Megan Boyle talks about poetry, alt lit, and “Unpublished Blog Posts of a Mexican Panda Express Employee”

Megan Boyle talks about poetry, alt lit, and “Unpublished Blog Posts of a Mexican Panda Express Employee”


“i’ve been having regular sex with this guy

“he hits my cats on their heads and they look insulted”

Selected Unpublished Blog Posts of a Mexican Panda Express Employee, the first book by 26-year-old Baltimore writer Megan Boyle, is the first book I’ve ever read that truly represents the strangely compelling way people reveal themselves, in writing, on the Internet.

In fact, the book was written for the Internet: the title accurately describes the fact that the several dozen short chapters were written as unpublished blog posts in 2009 and 2010. But they now come to us in book form, and they’re written with such engagingly offhand style and unvarnished candor that holding the book feels like holding the encapulation of an entire moment of literary history in all its charmingly awkward self-consciousness.

The book is published by Muumuu House, “a publisher of poetry, fiction, Twitter selections, Gmail chats online and in print”; the pubisher is a project by Boyle’s husband Tao Lin. People have been publishing their personal diaries for centuries, but the lines of Unpublished Blog Posts zing in with a pointed pithiness that unmistakably marks them as the product of a time when diaries are published in short real-time bursts.

“i come home and remove all clothes but underpants

“there would be boundary issues if I did not wear underpants

“people might come over and sit where my bare ass and vagina sat three hours earlier”

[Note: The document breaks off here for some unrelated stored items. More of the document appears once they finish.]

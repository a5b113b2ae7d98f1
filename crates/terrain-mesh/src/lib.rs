//! Watertight terrain solids from elevation grids.
//!
//! This crate turns a [`terrain_grid::Grid`] into a closed triangle mesh (a
//! top surface following the terrain, a flat bottom and four side walls),
//! checks that it is printable, and writes it as binary STL.
//!
//! # Coordinate System
//!
//! Right-handed, with the grid's rows along **X**, its columns along **Y**
//! and elevation along **Z**. The row axis is scaled so the grid width maps
//! to `target_size` (default 255, read as millimetres by most slicers).
//!
//! Face winding is **counter-clockwise (CCW) when viewed from outside** the
//! solid, so normals point outward by the right-hand rule.
//!
//! # Quick Start
//!
//! ```
//! use terrain_grid::Grid;
//! use terrain_mesh::{MeshBuilder, expected_face_count};
//!
//! let grid = Grid::from_rows(&[[10.0, 12.0], [11.0, 15.0]]).unwrap();
//! let mesh = MeshBuilder::new().build(&grid).unwrap();
//!
//! assert_eq!(mesh.vertex_count(), 8);
//! assert_eq!(mesh.face_count(), expected_face_count(2, 2));
//! assert!(mesh.validate().is_printable());
//! ```
//!
//! For the full tile-directory-to-STL run, see [`Pipeline`].
//!
//! # Index Layout
//!
//! For an `H x W` grid the mesh has `2 * H * W` vertices: the top vertex of
//! sample `(r, c)` is `r * W + c`, the bottom vertex is `H * W + r * W + c`.
//! Nothing is deduplicated, and the face count is always
//! `4(H-1)(W-1) + 4(H-1) + 4(W-1)`.

mod builder;
mod error;
mod pipeline;
pub mod tracing_ext;
mod types;

pub mod adjacency;
pub mod faces;
pub mod io;
pub mod validate;

// Re-export core types at crate root
pub use error::{ErrorCode, MeshError, MeshResult, RecoverySuggestion};
pub use types::{Mesh, Triangle, Vertex};

pub use adjacency::MeshAdjacency;

pub use builder::{
    DEFAULT_TARGET_SIZE, DEFAULT_WALL_THICKNESS, DEFAULT_ZOOM_FACTOR, MeshBuilder, MeshParams,
    build_vertices,
};
pub use faces::{
    FaceGenerator, Side, WallPost, Winding, expected_face_count, generate_faces, wall_quad,
};
pub use io::{load_stl, read_facet_count, save_stl, save_stl_checked};
pub use pipeline::{ConversionConfig, ConversionSummary, GridConfig, MeshConfig, Pipeline};
pub use validate::{MeshReport, validate_mesh};

pub use tracing_ext::{OperationTimer, log_mesh_stats, log_validation_result};

// Convenience methods on Mesh
impl Mesh {
    /// Load a mesh from an STL file.
    pub fn load(path: impl AsRef<std::path::Path>) -> MeshResult<Self> {
        io::load_stl(path.as_ref())
    }

    /// Save the mesh as binary STL.
    pub fn save(&self, path: impl AsRef<std::path::Path>) -> MeshResult<()> {
        io::save_stl(self, path.as_ref())
    }

    /// Validate the mesh and return a report of any issues.
    pub fn validate(&self) -> MeshReport {
        validate::validate_mesh(self)
    }
}
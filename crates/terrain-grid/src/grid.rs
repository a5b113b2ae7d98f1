//! Row-major elevation grid.

/// A dense width×height matrix of elevation samples in height units.
///
/// Samples are stored row-major: the sample at column `x`, row `y` lives at
/// `y * width + x`. Pipeline stages take a `Grid` by value and return a new
/// one, so no two stages ever share a mutable grid.
#[derive(Debug, Clone, PartialEq)]
pub struct Grid {
    width: usize,
    height: usize,
    values: Vec<f32>,
}

impl Grid {
    /// Create a zero-filled grid.
    pub fn zeros(width: usize, height: usize) -> Self {
        Self {
            width,
            height,
            values: vec![0.0; width * height],
        }
    }

    /// Create a grid filled with one value.
    pub fn filled(width: usize, height: usize, value: f32) -> Self {
        Self {
            width,
            height,
            values: vec![value; width * height],
        }
    }

    /// Wrap existing row-major samples.
    ///
    /// Returns `None` if `values.len() != width * height`.
    pub fn from_vec(width: usize, height: usize, values: Vec<f32>) -> Option<Self> {
        (values.len() == width * height).then_some(Self {
            width,
            height,
            values,
        })
    }

    /// Build a grid from a list of rows of equal length.
    pub fn from_rows<R: AsRef<[f32]>>(rows: &[R]) -> Option<Self> {
        let height = rows.len();
        let width = rows.first().map_or(0, |r| r.as_ref().len());
        let mut values = Vec::with_capacity(width * height);
        for row in rows {
            let row = row.as_ref();
            if row.len() != width {
                return None;
            }
            values.extend_from_slice(row);
        }
        Some(Self {
            width,
            height,
            values,
        })
    }

    #[inline]
    pub fn width(&self) -> usize {
        self.width
    }

    #[inline]
    pub fn height(&self) -> usize {
        self.height
    }

    /// (height, width), matching row/column order.
    #[inline]
    pub fn shape(&self) -> (usize, usize) {
        (self.height, self.width)
    }

    #[inline]
    pub fn len(&self) -> usize {
        self.values.len()
    }

    #[inline]
    pub fn is_empty(&self) -> bool {
        self.values.is_empty()
    }

    /// Sample at column `x`, row `y`.
    #[inline]
    pub fn get(&self, x: usize, y: usize) -> f32 {
        self.values[y * self.width + x]
    }

    #[inline]
    pub fn set(&mut self, x: usize, y: usize, value: f32) {
        self.values[y * self.width + x] = value;
    }

    /// One row of samples.
    #[inline]
    pub fn row(&self, y: usize) -> &[f32] {
        &self.values[y * self.width..(y + 1) * self.width]
    }

    #[inline]
    pub fn row_mut(&mut self, y: usize) -> &mut [f32] {
        let w = self.width;
        &mut self.values[y * w..(y + 1) * w]
    }

    pub fn values(&self) -> &[f32] {
        &self.values
    }

    pub fn into_values(self) -> Vec<f32> {
        self.values
    }

    /// Copy a `width`×`height` block of row-major samples into this grid with
    /// its top-left corner at (`x0`, `y0`). The block must fit.
    pub fn blit(&mut self, x0: usize, y0: usize, width: usize, height: usize, block: &[f32]) {
        debug_assert_eq!(block.len(), width * height);
        debug_assert!(x0 + width <= self.width && y0 + height <= self.height);
        for (dy, src) in block.chunks_exact(width).enumerate() {
            let start = (y0 + dy) * self.width + x0;
            self.values[start..start + width].copy_from_slice(src);
        }
    }

    /// Minimum and maximum sample, or `None` for an empty grid.
    pub fn min_max(&self) -> Option<(f32, f32)> {
        let mut iter = self.values.iter().copied();
        let first = iter.next()?;
        Some(iter.fold((first, first), |(lo, hi), v| (lo.min(v), hi.max(v))))
    }
}

#[cfg(test)]
mod tests {
    use super::*;

    #[test]
    fn test_row_major_indexing() {
        let mut grid = Grid::zeros(3, 2);
        grid.set(2, 1, 7.0);
        assert_eq!(grid.values()[5], 7.0);
        assert_eq!(grid.row(1), &[0.0, 0.0, 7.0]);
        assert_eq!(grid.shape(), (2, 3));
    }

    #[test]
    fn test_from_rows_rejects_ragged() {
        assert!(Grid::from_rows(&[vec![1.0, 2.0], vec![3.0]]).is_none());
        let grid = Grid::from_rows(&[[1.0, 2.0], [3.0, 4.0]]).unwrap();
        assert_eq!(grid.get(0, 1), 3.0);
    }

    #[test]
    fn test_blit() {
        let mut grid = Grid::zeros(4, 4);
        grid.blit(2, 1, 2, 2, &[1.0, 2.0, 3.0, 4.0]);
        assert_eq!(grid.row(1), &[0.0, 0.0, 1.0, 2.0]);
        assert_eq!(grid.row(2), &[0.0, 0.0, 3.0, 4.0]);
        assert_eq!(grid.row(3), &[0.0; 4]);
    }

    #[test]
    fn test_min_max() {
        let grid = Grid::from_rows(&[[1.0, -2.0], [5.0, 0.5]]).unwrap();
        assert_eq!(grid.min_max(), Some((-2.0, 5.0)));
        assert_eq!(Grid::zeros(0, 0).min_max(), None);
    }
}
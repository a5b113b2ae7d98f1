//! terrain2stl validate command - check an STL for printability.

use std::path::Path;

use anyhow::{Context, Result};
use colored::Colorize;
use serde::Serialize;
use terrain_mesh::{Mesh, MeshReport, read_facet_count};

use crate::{Cli, OutputFormat, output};

#[derive(Serialize)]
struct ValidationResult {
    path: String,
    valid: bool,
    facets: u32,
    issues: Vec<IssueInfo>,
    report: MeshReport,
}

#[derive(Serialize)]
struct IssueInfo {
    category: String,
    message: String,
    severity: String,
}

fn collect_issues(report: &MeshReport, facets: u32) -> Vec<IssueInfo> {
    let mut issues = Vec::new();

    if report.face_count == 0 {
        issues.push(IssueInfo {
            category: "geometry".to_string(),
            message: "Mesh has no faces".to_string(),
            severity: "error".to_string(),
        });
    }

    if !report.is_watertight {
        issues.push(IssueInfo {
            category: "topology".to_string(),
            message: format!(
                "Mesh is not watertight ({} boundary edges)",
                report.boundary_edge_count
            ),
            severity: "error".to_string(),
        });
    }

    if !report.is_manifold {
        issues.push(IssueInfo {
            category: "topology".to_string(),
            message: format!(
                "Mesh is not manifold ({} non-manifold edges)",
                report.non_manifold_edge_count
            ),
            severity: "error".to_string(),
        });
    }

    if !report.is_consistently_wound {
        issues.push(IssueInfo {
            category: "winding".to_string(),
            message: format!(
                "Inconsistent winding ({} edges walked twice in one direction)",
                report.inconsistent_edge_count
            ),
            severity: "error".to_string(),
        });
    }

    if report.is_inside_out {
        issues.push(IssueInfo {
            category: "winding".to_string(),
            message: "Mesh appears to be inside-out".to_string(),
            severity: "warning".to_string(),
        });
    }

    // Facets dropped on load are degenerate triangles.
    if facets as usize != report.face_count {
        issues.push(IssueInfo {
            category: "geometry".to_string(),
            message: format!(
                "{} of {} facets are degenerate",
                (facets as usize).saturating_sub(report.face_count),
                facets
            ),
            severity: "warning".to_string(),
        });
    }

    issues
}

pub fn run(input: &Path, cli: &Cli) -> Result<()> {
    let facets = read_facet_count(input)
        .with_context(|| format!("Failed to read STL header from {:?}", input))?;
    let mesh =
        Mesh::load(input).with_context(|| format!("Failed to load mesh from {:?}", input))?;

    let report = mesh.validate();
    let issues = collect_issues(&report, facets);
    let valid = issues.iter().all(|i| i.severity != "error");

    let result = ValidationResult {
        path: input.display().to_string(),
        valid,
        facets,
        issues,
        report,
    };

    match cli.format {
        OutputFormat::Json => {
            output::print(&result, cli.format, cli.quiet);
        }
        OutputFormat::Text => {
            if !cli.quiet {
                print_text(&result);
            }
        }
    }

    // Exit with error code if invalid
    if !result.valid {
        std::process::exit(1);
    }

    Ok(())
}

fn print_text(result: &ValidationResult) {
    println!("{}", "Validation Report".bold().underline());
    println!("  {}: {}", "File".cyan(), result.path);

    if result.valid {
        println!("  {}: {}", "Status".cyan(), "Valid".green().bold());
    } else {
        println!("  {}: {}", "Status".cyan(), "Issues found".red().bold());
    }

    let report = &result.report;
    println!("  {}: {}", "Facets".cyan(), result.facets);
    println!("  {}: {}", "Vertices".cyan(), report.vertex_count);
    if let Some((x, y, z)) = report.dimensions {
        println!("  {}: {:.2} x {:.2} x {:.2}", "Size".cyan(), x, y, z);
    }
    if report.is_watertight {
        println!("  {}: {:.2}", "Volume".cyan(), report.volume);
    }
    println!("  {}: {:.2}", "Surface area".cyan(), report.surface_area);

    if !result.issues.is_empty() {
        println!("\n{}", "Issues:".bold());
        for issue in &result.issues {
            let icon = match issue.severity.as_str() {
                "error" => "✗".red(),
                "warning" => "⚠".yellow(),
                _ => "ℹ".blue(),
            };
            println!("  {} [{}] {}", icon, issue.category, issue.message);
        }
    }
}

#[cfg(test)]
mod tests {
    use terrain_grid::Grid;
    use terrain_mesh::{MeshBuilder, validate_mesh};

    use super::*;

    #[test]
    fn test_terrain_solid_has_no_issues() {
        let grid = Grid::from_rows(&[[1.0, 2.0, 3.0], [2.0, 4.0, 1.0]]).unwrap();
        let mesh = MeshBuilder::new().build(&grid).unwrap();
        let report = validate_mesh(&mesh);
        assert!(collect_issues(&report, mesh.face_count() as u32).is_empty());
    }

    #[test]
    fn test_open_surface_reports_errors() {
        let grid = Grid::from_rows(&[[1.0, 2.0], [2.0, 4.0]]).unwrap();
        let mut mesh = MeshBuilder::new().build(&grid).unwrap();
        // Drop the bottom pair, leaving a hole.
        mesh.faces.drain(2..4);
        let report = validate_mesh(&mesh);
        let issues = collect_issues(&report, mesh.face_count() as u32);
        assert!(
            issues
                .iter()
                .any(|i| i.category == "topology" && i.severity == "error")
        );
    }

    #[test]
    fn test_degenerate_facets_reported() {
        let grid = Grid::from_rows(&[[1.0, 2.0], [2.0, 4.0]]).unwrap();
        let mesh = MeshBuilder::new().build(&grid).unwrap();
        let report = validate_mesh(&mesh);
        let issues = collect_issues(&report, 14);
        assert!(issues.iter().any(|i| i.message == "2 of 14 facets are degenerate"));
    }
}
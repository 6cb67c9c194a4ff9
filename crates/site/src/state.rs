//! Application state shared across request handlers.

use std::sync::Arc;

use crate::catalog::Catalog;
use crate::config::SiteConfig;

/// Shared application state.
///
/// Cheap to clone; handlers receive a clone per request via the `State`
/// extractor. The catalog is built once at startup and never mutated.
#[derive(Clone)]
pub struct AppState {
    inner: Arc<AppStateInner>,
}

struct AppStateInner {
    config: SiteConfig,
    catalog: Catalog,
}

impl AppState {
    /// Create application state from configuration.
    #[must_use]
    pub fn new(config: SiteConfig) -> Self {
        Self {
            inner: Arc::new(AppStateInner {
                config,
                catalog: Catalog::new(),
            }),
        }
    }

    /// Site configuration.
    #[must_use]
    pub fn config(&self) -> &SiteConfig {
        &self.inner.config
    }

    /// The in-memory listing catalog.
    #[must_use]
    pub fn catalog(&self) -> &Catalog {
        &self.inner.catalog
    }
}
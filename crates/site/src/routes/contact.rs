//! Contact form route handlers.

use askama::Template;
use askama_web::WebTemplate;
use axum::{
    Form,
    extract::State,
    response::{IntoResponse, Response},
};
use serde::Deserialize;
use tracing::instrument;

use ai_tools_hub_core::Email;

use crate::error::add_breadcrumb;
use crate::filters;
use crate::state::AppState;

/// Contact form data, echoed back into the template on validation failure.
#[derive(Debug, Clone, Default, Deserialize)]
pub struct ContactForm {
    #[serde(default)]
    pub name: String,
    #[serde(default)]
    pub email: String,
    #[serde(default)]
    pub subject: String,
    #[serde(default)]
    pub message: String,
}

/// Contact page template.
#[derive(Template, WebTemplate)]
#[template(path = "contact/form.html")]
pub struct ContactTemplate {
    pub form: ContactForm,
    pub error: Option<String>,
}

/// Contact acknowledgement page template.
#[derive(Template, WebTemplate)]
#[template(path = "contact/success.html")]
pub struct ContactSentTemplate;

/// Display the contact page.
#[instrument(skip(_state))]
pub async fn form(State(_state): State<AppState>) -> impl IntoResponse {
    ContactTemplate {
        form: ContactForm::default(),
        error: None,
    }
}

/// Handle a contact message.
#[instrument(skip(_state, form), fields(subject = %form.subject))]
pub async fn send(State(_state): State<AppState>, Form(form): Form<ContactForm>) -> Response {
    if let Err(message) = validate(&form) {
        return ContactTemplate {
            form,
            error: Some(message),
        }
        .into_response();
    }

    tracing::info!(
        name = %form.name.trim(),
        subject = %form.subject.trim(),
        "Contact message received"
    );
    add_breadcrumb(
        "contact",
        "Contact message sent",
        Some(&[("subject", form.subject.trim())]),
    );

    ContactSentTemplate.into_response()
}

fn validate(form: &ContactForm) -> Result<(), String> {
    let all_filled = [&form.name, &form.email, &form.subject, &form.message]
        .iter()
        .all(|field| !field.trim().is_empty());

    if !all_filled {
        return Err("Please fill in all fields.".to_string());
    }

    if Email::parse(form.email.trim()).is_err() {
        return Err("Please enter a valid email address.".to_string());
    }

    Ok(())
}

For some (including, the book suggests, Boyle’s parents), it will seem like TMI. For others, it will seem like the kind of insight about really real life in all its dolor and uncertainty that you can’t find anywhere else—except, maybe, in your Twitter feed. In a line that seems to speak for a generation, Boyle writes, “What other people define as ‘self-indulgence’ just seems like honesty to me.”

This afternoon, I gave the author a call.

Is it true that your best friend is a school bus driver in St. Paul?
She was. She lived in St. Paul for a while. She worked at the YMCA, and I think she drove kids to some sort of after-school program; it was part of her job.

How much of the book is genuine autobiography? Is any of it fiction?
It’s all true. It’s all thoughts that I had, based on events that happened in my life. It’s a when-does-memory-become-fiction thing: it’s all based on my life. They were like blog entries that I wrote originally.

The book is classified as poetry, thought it doesn’t necessarily look like what most people would call “poetry.” Can you talk about that?
I feel weird calling it “poetry,” but I don’t know what else to call it. I didn’t think, “I’m going to write poems now.” I would feel fine calling it essays; it’s something in between the two. I don’t know what to classify it as. I don’t really read a lot of poetry; I don’t really even like poetry. You can call it whatever you want to call it.

In her Tangential review of the book, Becky Lang wrote that your “native environment is text and chat.” Do you feel that’s true?
I rarely Gchat; I don’t remember the last time I did. I’ve gotten pretty involved in the Internet; that’s a big part of my life, but everything in the book is based on real-life interactions. I’d say, chat: not natural. Text: natural. Talking with people [in real life]: natural.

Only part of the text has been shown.